▶ _Problem statement_
Every line of the records below that holds the word "traffic" should be copied out.
%%
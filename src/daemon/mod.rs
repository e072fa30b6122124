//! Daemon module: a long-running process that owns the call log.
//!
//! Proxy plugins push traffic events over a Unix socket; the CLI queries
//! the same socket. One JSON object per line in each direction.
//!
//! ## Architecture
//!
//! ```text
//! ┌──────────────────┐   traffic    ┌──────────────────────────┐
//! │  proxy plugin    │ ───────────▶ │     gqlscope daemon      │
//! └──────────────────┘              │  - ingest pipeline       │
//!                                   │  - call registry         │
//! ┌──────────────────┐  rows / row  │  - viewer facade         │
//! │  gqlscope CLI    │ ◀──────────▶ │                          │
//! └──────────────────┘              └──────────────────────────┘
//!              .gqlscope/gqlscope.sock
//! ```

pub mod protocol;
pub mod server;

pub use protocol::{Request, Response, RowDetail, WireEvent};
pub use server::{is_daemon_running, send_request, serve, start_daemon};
%%
▶ _Result_
//! Proxy plugins push traffic events over a Unix socket; the CLI queries
//! ┌──────────────────┐   traffic    ┌──────────────────────────┐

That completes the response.